Navigating the Internet of Things.
The Internet of Things is a vague description that encompasses all devices that could possibly be networked. If a device has a networking card or a radio, it is a thing on the internet. In some cases, it may be confusing to know what IoT means because we really can’t exclude any networked device from this description.
In search of the etymology of the initialism I found myself rummaging through many opinions on the origin . All correct, I’m sure, but what it leads me to believe is that we are free to define IoT in the realm of our organization. IoT may or may not be important to one’s job, but it’s important to recognize that all devices, phones, cars, remote controls, etc create data and send it cross the internet.
Projects like the one I work on, Apache MiNiFi, aim to corral data generated by these devices; however, the question remains “what do I do with it?” In many cases these devices are single purpose collectors and provide little utility outside of their intended use case. In other cases, the IoT devices may have significant compute capacity allowing these devices to be remote haven of code execution. What I find perplexing is: does the IoT revolution mean we are supposed to buy more devices or use the ones we already have?
IoT is a very simple term by nature, but the advertising implies that we somehow need to purchase a service from some of the big players to use these devices; however, in many cases protocols already exist. Philips Hue devices already have a protocol and communicate with your hub and thus some centralized service. Only in rare cases will custom services or software be needed. If you are building a new device, it may be advantageous to use software to corral your data if it means reduced development time and improved provenance of data. What doesn’t make sense is investing resources in massive infrastructure and complicated software.
Be mindful that getting data from your devices may not dramatically improve your overall system experience. Being at the front of the IoT revolution may mean that you can build more business intelligence, but it may also mean you spend significant time and money to get very small amounts of meaningless data. Like with all fads, just because there is data to be obtained, doesn’t mean the return on investment is there.
The beauty of IoT being as general as it is means that the paradigms may apply to infrastructure that is within a controlled environment. Perhaps it means you can get the status of manufacturing hardware sooner, and apply machine learning to estimate hardware failure before it occurs. I visited a ‘big data’ conference in the Midwest and listened intently to a company that did just that in the IoT track. Their presentation was one of caution as they said that the companies never shut down the equipment based on a warning, even after the software repeatedly identified premature failure. Listening and repairing would have saved time and money, but the companies simply stayed with their ways. The IoT revolution didn’t revolutionizing manufacturing for this company because IoT, while a penetrating paradigm, wasn’t a panacea to everyone.
Much like the ‘big data’ movement, technology is only meaningful when it is something everyone sees as a commodity. Do you need IoT or ‘big data’ to perform your work? For me that means trusting the results and information enough to accept downtime or accept cost; however, for everyone this clearly won’t be the case. When you navigate IoT, it’s important to consider that technologists are applying a nomenclature referring to the connectedness of devices that typically weren’t connected previously. It doesn’t necessarily mean that you will have lower costs or more information, and even if it does, it doesn’t mean that your organization will trust that information.

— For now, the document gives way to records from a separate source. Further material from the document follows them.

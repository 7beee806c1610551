//! Per-instance pose over a shared skeleton.

use std::sync::Arc;

use glam::{EulerRot, Mat4, Quat, Vec3};

use crate::error::RigError;
use crate::ids::NodeId;
use crate::outputs::{PoseSnapshot, PosedNode};
use crate::skeleton::Skeleton;

/// Mutable per-tick values of one node. Recomputed from scratch every tick.
#[derive(Copy, Clone, Debug, PartialEq)]
pub struct NodePose {
    /// Radians (x, y, z).
    pub rotation: [f32; 3],
    /// Offset added to the pivot, in model units.
    pub translation: [f32; 3],
    pub scale: [f32; 3],
}

/// A skeleton plus the pose of one creature instance.
#[derive(Clone, Debug)]
pub struct Rig {
    skeleton: Arc<Skeleton>,
    pose: Vec<NodePose>,
}

#[inline]
fn finite3(v: [f32; 3]) -> bool {
    v[0].is_finite() && v[1].is_finite() && v[2].is_finite()
}

impl Rig {
    pub fn new(skeleton: Arc<Skeleton>) -> Self {
        let mut rig = Self {
            pose: Vec::with_capacity(skeleton.len()),
            skeleton,
        };
        rig.reset_to_default_pose();
        rig
    }

    pub fn skeleton(&self) -> &Skeleton {
        &self.skeleton
    }

    pub fn shared_skeleton(&self) -> &Arc<Skeleton> {
        &self.skeleton
    }

    /// Restore every node to its authored rest pose. Must run before any
    /// per-tick pose computation.
    pub fn reset_to_default_pose(&mut self) {
        self.pose.clear();
        self.pose.extend(self.skeleton.nodes().iter().map(|n| NodePose {
            rotation: n.base_rotation,
            translation: [0.0; 3],
            scale: n.base_scale,
        }));
    }

    /// Named handle lookup.
    pub fn handle(&self, name: &str) -> Result<NodeId, RigError> {
        self.skeleton.resolve(name)
    }

    pub fn pose(&self, id: NodeId) -> &NodePose {
        &self.pose[id.index()]
    }

    pub fn poses(&self) -> &[NodePose] {
        &self.pose
    }

    pub fn add_rotation(&mut self, id: NodeId, delta: [f32; 3]) {
        if !finite3(delta) {
            log::warn!(
                "dropping non-finite rotation delta for '{}'",
                self.skeleton.node(id).name
            );
            return;
        }
        let r = &mut self.pose[id.index()].rotation;
        r[0] += delta[0];
        r[1] += delta[1];
        r[2] += delta[2];
    }

    pub fn add_translation(&mut self, id: NodeId, delta: [f32; 3]) {
        if !finite3(delta) {
            log::warn!(
                "dropping non-finite translation delta for '{}'",
                self.skeleton.node(id).name
            );
            return;
        }
        let t = &mut self.pose[id.index()].translation;
        t[0] += delta[0];
        t[1] += delta[1];
        t[2] += delta[2];
    }

    pub fn set_scale(&mut self, id: NodeId, scale: [f32; 3]) {
        if !finite3(scale) {
            log::warn!(
                "dropping non-finite scale for '{}'",
                self.skeleton.node(id).name
            );
            return;
        }
        self.pose[id.index()].scale = scale;
    }

    /// Local matrix of a node: T(pivot + translation) * Rz * Ry * Rx * S.
    pub fn local_transform(&self, id: NodeId) -> Mat4 {
        let node = self.skeleton.node(id);
        let p = &self.pose[id.index()];
        let origin = Vec3::from(node.pivot) + Vec3::from(p.translation);
        let rot = Quat::from_euler(EulerRot::ZYX, p.rotation[2], p.rotation[1], p.rotation[0]);
        Mat4::from_scale_rotation_translation(Vec3::from(p.scale), rot, origin)
    }

    /// Model-space matrices for every node, indexed like the skeleton arena.
    pub fn world_transforms(&self) -> Vec<Mat4> {
        let mut out: Vec<Mat4> = Vec::with_capacity(self.pose.len());
        for (i, node) in self.skeleton.nodes().iter().enumerate() {
            let local = self.local_transform(NodeId(i as u32));
            let world = match node.parent {
                // Parents precede children in the arena.
                Some(p) => out[p.index()] * local,
                None => local,
            };
            out.push(world);
        }
        out
    }

    /// Serializable view of the final pose for the render collaborator.
    pub fn snapshot(&self) -> PoseSnapshot {
        let worlds = self.world_transforms();
        let nodes = self
            .skeleton
            .nodes()
            .iter()
            .zip(self.pose.iter())
            .zip(worlds.iter())
            .map(|((node, pose), world)| PosedNode {
                name: node.name.clone(),
                rotation: pose.rotation,
                translation: pose.translation,
                scale: pose.scale,
                world: world.to_cols_array_2d(),
            })
            .collect();
        PoseSnapshot {
            rig: self.skeleton.name().to_string(),
            nodes,
        }
    }
}

#[cfg(test)]
mod tests {
    use super::*;
    use crate::skeleton::{NodeDef, RigDefinition};

    fn rig() -> Rig {
        let def = RigDefinition::new("arm")
            .with_node(NodeDef::new("shoulder", None).pivot(0.0, 10.0, 0.0).rotation(0.5, 0.0, 0.0))
            .with_node(
                NodeDef::new("elbow", Some("shoulder"))
                    .pivot(0.0, 4.0, 0.0)
                    .scale(0.99),
            );
        Rig::new(Arc::new(Skeleton::from_definition(&def).unwrap()))
    }

    #[test]
    fn reset_restores_rest_values() {
        let mut rig = rig();
        let s = rig.handle("shoulder").unwrap();
        let e = rig.handle("elbow").unwrap();
        rig.add_rotation(s, [1.0, 2.0, 3.0]);
        rig.add_translation(e, [0.0, -1.0, 0.0]);
        rig.set_scale(e, [2.0; 3]);
        rig.reset_to_default_pose();
        assert_eq!(rig.pose(s).rotation, [0.5, 0.0, 0.0]);
        assert_eq!(rig.pose(s).translation, [0.0; 3]);
        assert_eq!(rig.pose(e).scale, [0.99; 3]);
        assert_eq!(rig.pose(e).translation, [0.0; 3]);
    }

    #[test]
    fn non_finite_deltas_are_not_stored() {
        let mut rig = rig();
        let s = rig.handle("shoulder").unwrap();
        rig.add_rotation(s, [f32::NAN, 0.0, 0.0]);
        rig.add_translation(s, [0.0, f32::INFINITY, 0.0]);
        rig.set_scale(s, [f32::NEG_INFINITY, 1.0, 1.0]);
        assert_eq!(rig.pose(s).rotation, [0.5, 0.0, 0.0]);
        assert_eq!(rig.pose(s).translation, [0.0; 3]);
        assert_eq!(rig.pose(s).scale, [1.0; 3]);
    }

    #[test]
    fn world_transform_composes_parent_chain() {
        let mut rig = rig();
        let s = rig.handle("shoulder").unwrap();
        let e = rig.handle("elbow").unwrap();
        rig.reset_to_default_pose();
        // Zero out the shoulder rotation so the composition is a pure translation.
        rig.add_rotation(s, [-0.5, 0.0, 0.0]);
        rig.set_scale(e, [1.0; 3]);
        let worlds = rig.world_transforms();
        let origin = worlds[e.index()].transform_point3(Vec3::ZERO);
        assert!((origin - Vec3::new(0.0, 14.0, 0.0)).length() < 1e-5);
    }

    #[test]
    fn snapshot_lists_every_node() {
        let rig = rig();
        let snap = rig.snapshot();
        assert_eq!(snap.rig, "arm");
        assert_eq!(snap.nodes.len(), 2);
        assert_eq!(snap.nodes[0].name, "shoulder");
        assert_eq!(snap.nodes[0].rotation, [0.5, 0.0, 0.0]);
    }
}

Will IoT spell greater medical breakthroughs or manufacturing improvements? I don’t think by itself; however, we don’t always know what to expect from our infrastructure. At this same conference, I heard a talk by a veterinarian on medically linked devices for pets. These helped predict health markers that indicated the health of an animal that can’t speak or provide details. As we imagine what is possible, more devices will be created that leverage the IoT paradigm.
Security will always be a concern of mine, so I don’t anticipate this ever going away. Since the internet of things brings things together that weren’t linked before, we have risk that everyday devices fail due to vulnerabilities or provide PII without our permission. IoT can mean great utility, but it can also mean major security vulnerabilities. I would caution that advancement of technology should never take a back seat to security; however, for this reason I do opt to not include smart locks of thermostats to my home. I have smart lights, which can provide a threat vector into my home network; however, I don’t want to have someone else potentially control my thermostat or someone enter my house with a simple Bluetooth hack. When I look at the IoT realm I see many possible devices and the security threats limit what I am willing to accept; however, it is quite possible that we can mitigate these concerns when leveraging infrastructure in an organization.
In conclusion, the Internet of Things, is an interconnected network of a cacophony of devices, some old and some new. What’s important is that these devices, often single or few purpose, provide meaningful data to some, but a flutter of noise to others. You must evaluate what is important to your organization. Having an IoT infrastructure and collecting massive amounts of data may not be ultimately useful for your company. The security risks should also be imagined and you must determine if the return on investment is worth any risk. There are many applications from manufacturing to medical, and anywhere in between. Navigating what will be useful and worth the cost must come from honest discussion about whether your organization is willing to make change from the data collected. Otherwise, IoT is just noise.